But the fight goes on, and it is my impression that activists in the region and in the diaspora are more determined, more organized, and more productive than before. Theirs is a frustrating, uphill, long-term battle, but people are not giving up.

In late August of this year Prijedor ’92, the local organization of concentration camp survivors, wrote a public letter to Mayor Pavić requesting the construction of a memorial center at the location of the wartime camp at Omarska. Among other things, the letter stated that “addressing the past and acknowledgment of our history is one of the most crucial conditions for the construction of a stable future. [So we call for] an appropriate monument that recalls the civilian victims from our city, which would serve as a memorial and educational center; thus we ask you to issue an approval for the construction of such a memorial center at the former camp of Omarska…with this act the city of Prijedor would show that it regards all victims in the past war as equals. The necessity of marking this place with a monument is based on the fact of more than seven hundred innocent citizens murdered in the camp at Omarska.”

Ancient kula (tower) in Kozarac

A few days into August I arrived in Kozarac and met up with Satko, a native of that town, now living in the diaspora, but back in Bosnia to visit for part of the summer. We caught up on news since I had seen him last. We drove to a nearby village and, as we were crossing the main road from Prijedor to Banja Luka, Satko pointed at a building and said, “This was a factory before the war. There, Serbs killed about ten Muslim policemen from Kozarac on the first day after Kozarac surrendered, on May 26th, 1992. They [the Muslim policemen] did not fight; they were just arrested and shot. Some of their children were passing by as their fathers were brought to this place to be killed. Now it is a shoe factory.

“Around the same time, they took other people captive and loaded them up into six buses. Two of those buses were taken to the concentration camp at Keraterm.”

Satko introduced me to his young friend Geerlof, a remarkable high school student. Geerlof was visiting from Holland for the first time. He had become inspired to travel to Bosnia and to learn more about the place, after having finished an unusually ambitious student project for his class. He had the opportunity to enter a national contest for the best essay, and he decided that he wanted to win this contest.

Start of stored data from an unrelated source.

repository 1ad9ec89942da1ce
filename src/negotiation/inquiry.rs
//! Pre-order inquiry workflow: a lighter sibling of the order state machine.
//! No formal proposal sub-state and no shipment; just an append-only message
//! ledger and per-item agreed prices against catalog snapshots.

use chrono::{DateTime, Utc};
use serde::{Deserialize, Serialize};
use utoipa::ToSchema;
use uuid::Uuid;

use crate::error::AppError;
use crate::negotiation::{Actor, PricePoint, PriceRange, Role};

#[derive(Debug, Clone, Copy, PartialEq, Eq, Serialize, Deserialize, ToSchema)]
#[serde(rename_all = "lowercase")]
pub enum InquiryStatus {
    Open,
    Negotiating,
    Agreed,
    Closed,
}

impl InquiryStatus {
    pub fn as_str(&self) -> &'static str {
        match self {
            InquiryStatus::Open => "open",
            InquiryStatus::Negotiating => "negotiating",
            InquiryStatus::Agreed => "agreed",
            InquiryStatus::Closed => "closed",
        }
    }

    fn is_settled(&self) -> bool {
        matches!(self, InquiryStatus::Agreed | InquiryStatus::Closed)
    }
}

#[derive(Debug, Clone, PartialEq, Serialize, Deserialize, ToSchema)]
#[serde(rename_all = "camelCase")]
pub struct InquiryItem {
    pub product: Uuid,
    pub quantity: f64,
    pub unit: String,
    pub price_range: PriceRange,
    #[serde(skip_serializing_if = "Option::is_none")]
    pub notes: Option<String>,
    #[serde(skip_serializing_if = "Option::is_none")]
    pub agreed_price: Option<f64>,
}

#[derive(Debug, Clone, PartialEq, Serialize, Deserialize, ToSchema)]
#[serde(rename_all = "camelCase")]
pub struct InquiryMessage {
    pub sender: Uuid,
    pub sender_role: Role,
    pub body: String,
    #[serde(skip_serializing_if = "Option::is_none")]
    pub price_proposal: Option<f64>,
    pub timestamp: DateTime<Utc>,
}

#[derive(Debug, Clone, PartialEq, Serialize, Deserialize, ToSchema)]
#[serde(rename_all = "camelCase")]
pub struct InquiryDoc {
    pub user: Uuid,
    pub items: Vec<InquiryItem>,
    pub status: InquiryStatus,
    #[serde(default)]
    pub messages: Vec<InquiryMessage>,
}

impl InquiryDoc {
    /// Items arrive pre-resolved against the catalog (unit and price range
    /// snapshotted by the service).
    pub fn create(user: Uuid, items: Vec<InquiryItem>) -> Result<Self, AppError> {
        if items.is_empty() {
            return Err(AppError::BadRequest("no items provided".into()));
        }
        Ok(Self {
            user,
            items,
            status: InquiryStatus::Open,
            messages: Vec::new(),
        })
    }

    pub fn ensure_participant(&self, actor: &Actor) -> Result<(), AppError> {
        if actor.is_admin() || actor.id == self.user {
            Ok(())
        } else {
            Err(AppError::Forbidden)
        }
    }

    /// Append a message; an attached price proposal opens negotiation.
    pub fn post_message(
        &mut self,
        actor: &Actor,
        body: &str,
        price_proposal: Option<f64>,
    ) -> Result<(), AppError> {
        self.ensure_participant(actor)?;
        if price_proposal.is_some() && self.status.is_settled() {
            return Err(AppError::PreconditionFailed("inquiry is settled".into()));
        }

        self.messages.push(InquiryMessage {
            sender: actor.id,
            sender_role: actor.role,
            body: body.to_string(),
            price_proposal,
            timestamp: Utc::now(),
        });

        if price_proposal.is_some() {
            self.status = InquiryStatus::Negotiating;
        }

        Ok(())
    }

    /// Admin fixes agreed prices in bulk; flips to `agreed` only once every
    /// item carries one.
    pub fn agree_items(&mut self, actor: &Actor, agreements: &[PricePoint]) -> Result<(), AppError> {
        if !actor.is_admin() {
            return Err(AppError::Forbidden);
        }
        if self.status == InquiryStatus::Closed {
            return Err(AppError::PreconditionFailed("inquiry is closed".into()));
        }

        for a in agreements {
            if a.index >= self.items.len() {
                return Err(AppError::BadRequest(format!(
                    "item index {} out of range",
                    a.index
                )));
            }
            if a.price < 0.0 {
                return Err(AppError::BadRequest("price must not be negative".into()));
            }
        }
        for a in agreements {
            self.items[a.index].agreed_price = Some(a.price);
        }

        self.status = if self.items.iter().all(|i| i.agreed_price.is_some()) {
            InquiryStatus::Agreed
        } else {
            InquiryStatus::Negotiating
        };

        Ok(())
    }

    /// Owner or admin closes an inquiry that went nowhere.
    pub fn close(&mut self, actor: &Actor) -> Result<(), AppError> {
        self.ensure_participant(actor)?;
        if self.status.is_settled() {
            return Err(AppError::PreconditionFailed("inquiry is settled".into()));
        }
        self.status = InquiryStatus::Closed;
        Ok(())
    }
}

#[cfg(test)]
mod tests {
    use super::*;

    fn buyer() -> Actor {
        Actor::new(Uuid::new_v4(), Role::User)
    }

    fn admin() -> Actor {
        Actor::new(Uuid::new_v4(), Role::Admin)
    }

    fn item(qty: f64) -> InquiryItem {
        InquiryItem {
            product: Uuid::new_v4(),
            quantity: qty,
            unit: "per kg".into(),
            price_range: PriceRange {
                min: 10.5,
                max: 14.0,
                currency: "EUR".into(),
            },
            notes: None,
            agreed_price: None,
        }
    }

    #[test]
    fn create_starts_open_and_needs_items() {
        let owner = buyer();
        let inquiry = InquiryDoc::create(owner.id, vec![item(100.0)]).unwrap();
        assert_eq!(inquiry.status, InquiryStatus::Open);

        let err = InquiryDoc::create(owner.id, vec![]).unwrap_err();
        assert!(matches!(err, AppError::BadRequest(_)));
    }

    #[test]
    fn price_proposal_opens_negotiation() {
        let owner = buyer();
        let mut inquiry = InquiryDoc::create(owner.id, vec![item(100.0)]).unwrap();

        inquiry.post_message(&owner, "can you do 11?", Some(11.0)).unwrap();
        assert_eq!(inquiry.status, InquiryStatus::Negotiating);
        assert_eq!(inquiry.messages.len(), 1);

        // A plain message leaves the status alone.
        let mut fresh = InquiryDoc::create(owner.id, vec![item(1.0)]).unwrap();
        fresh.post_message(&owner, "hello", None).unwrap();
        assert_eq!(fresh.status, InquiryStatus::Open);
    }

    #[test]
    fn outsiders_are_forbidden() {
        let owner = buyer();
        let mut inquiry = InquiryDoc::create(owner.id, vec![item(1.0)]).unwrap();

        let err = inquiry.post_message(&buyer(), "hi", None).unwrap_err();
        assert!(matches!(err, AppError::Forbidden));

        let err = inquiry
            .agree_items(
                &owner,
                &[PricePoint {
                    index: 0,
                    price: 11.0,
                }],
            )
            .unwrap_err();
        assert!(matches!(err, AppError::Forbidden));
    }

    #[test]
    fn agree_flips_only_when_every_item_has_a_price() {
        let owner = buyer();
        let mut inquiry = InquiryDoc::create(owner.id, vec![item(10.0), item(5.0)]).unwrap();
        let admin = admin();

        inquiry
            .agree_items(
                &admin,
                &[PricePoint {
                    index: 0,
                    price: 11.0,
                }],
            )
            .unwrap();
        assert_eq!(inquiry.status, InquiryStatus::Negotiating);

        inquiry
            .agree_items(
                &admin,
                &[PricePoint {
                    index: 1,
                    price: 12.0,
                }],
            )
            .unwrap();
        assert_eq!(inquiry.status, InquiryStatus::Agreed);
        assert!(inquiry.items.iter().all(|i| i.agreed_price.is_some()));
    }

    #[test]
    fn agree_rejects_bad_indexes() {
        let owner = buyer();
        let mut inquiry = InquiryDoc::create(owner.id, vec![item(1.0)]).unwrap();

        let err = inquiry
            .agree_items(
                &admin(),
                &[PricePoint {
                    index: 3,
                    price: 11.0,
                }],
            )
            .unwrap_err();
        assert!(matches!(err, AppError::BadRequest(_)));
        assert_eq!(inquiry.items[0].agreed_price, None);
    }

    #[test]
    fn settled_inquiries_refuse_new_prices() {
        let owner = buyer();
        let mut inquiry = InquiryDoc::create(owner.id, vec![item(1.0)]).unwrap();
        inquiry
            .agree_items(
                &admin(),
                &[PricePoint {
                    index: 0,
                    price: 11.0,
                }],
            )
            .unwrap();
        assert_eq!(inquiry.status, InquiryStatus::Agreed);

        let err = inquiry
            .post_message(&owner, "actually...", Some(9.0))
            .unwrap_err();
        assert!(matches!(err, AppError::PreconditionFailed(_)));

        let err = inquiry.close(&owner).unwrap_err();
        assert!(matches!(err, AppError::PreconditionFailed(_)));
    }

    #[test]
    fn owner_can_close_an_open_inquiry() {
        let owner = buyer();
        let mut inquiry = InquiryDoc::create(owner.id, vec![item(1.0)]).unwrap();

        inquiry.close(&owner).unwrap();
        assert_eq!(inquiry.status, InquiryStatus::Closed);

        let err = inquiry.close(&owner).unwrap_err();
        assert!(matches!(err, AppError::PreconditionFailed(_)));
    }
}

At first, Geerlof wasn’t sure what he was going to write about. His teacher suggested that he write about the Balkans, and he chose Bosnia. Then he narrowed his topic down to “Genocide in Bosnia.” He decided that he would focus on what had taken place in the Prijedor area in 1992, since he felt that Srebrenica had already received much more coverage. Geerlof prepared and studied for a year, and wrote somewhere between 40,000 and 50,000 words, he figures – about a hundred pages. When he was finishing his paper he learned that Satko lived nearby. So he interviewed him and that topped off the paper.

But Geerlof told me that the Balkans is not a subject that is covered in the Dutch high schools, that students who were in high school now were born after Srebrenica, and that many of them never heard of it.

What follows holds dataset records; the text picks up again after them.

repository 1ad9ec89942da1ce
use axum::{Json, Router, extract::State, routing::post};

use crate::{
    dto::auth::{LoginRequest, LoginResponse, RegisterRequest},
    error::AppResult,
    models::User,
    response::ApiResponse,
    services::auth_service::{login_user, register_user},
    state::AppState,
};

pub fn router() -> Router<AppState> {
    Router::new()
        .route("/register", post(register))
        .route("/login", post(login))
}

#[utoipa::path(
    post,
    path = "/api/auth/register",
    request_body = RegisterRequest,
    responses(
        (status = 201, description = "Register user", body = ApiResponse<User>)
    ),
    tag = "Auth"
)]
pub async fn register(
    State(state): State<AppState>,
    Json(payload): Json<RegisterRequest>,
) -> AppResult<Json<ApiResponse<User>>> {
    let resp = register_user(&state.pool, payload).await?;
    Ok(Json(resp))
}

#[utoipa::path(
    post,
    path = "/api/auth/login",
    request_body = LoginRequest,
    responses(
        (status = 200, description = "Login user", body = ApiResponse<LoginResponse>),
        (status = 400, description = "Invalid credentials")
    ),
    tag = "Auth"
)]
pub async fn login(
    State(state): State<AppState>,
    Json(payload): Json<LoginRequest>,
) -> AppResult<Json<ApiResponse<LoginResponse>>> {
    let resp = login_user(&state.pool, payload).await?;
    Ok(Json(resp))
}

Geerlof won the national prize for his paper. There were twelve categories and he won in his category. In honor of his success he was chosen to write an article for the best newspaper in Holland. He decided to write about Serbia. He wrote that for Serbia to join the EU, it has to recognize the crimes that were committed in Bosnia.

I was impressed by the intelligence and drive of this seventeen-year-old; we’ll be hearing more from him.

Demolished mosque in Kozarac

I spent a little time in Banja Luka, visiting Dražen Crnomat, activist with the organization UNSA Geto (see my previous writing about Geto). Dražen brought me up to date on activism and events in Banja Luka. At the same time that the Bebolucija was taking place, primarily in Sarajevo and other parts of the Federation, in Banja Luka there were student demonstrations that made somewhat of a splash. These had nothing to do with the standardized identity number law that had people out in the streets in the Federation. Rather, students were upset that they were crammed into overcrowded dormitories; they were demanding that an additional one be built for them.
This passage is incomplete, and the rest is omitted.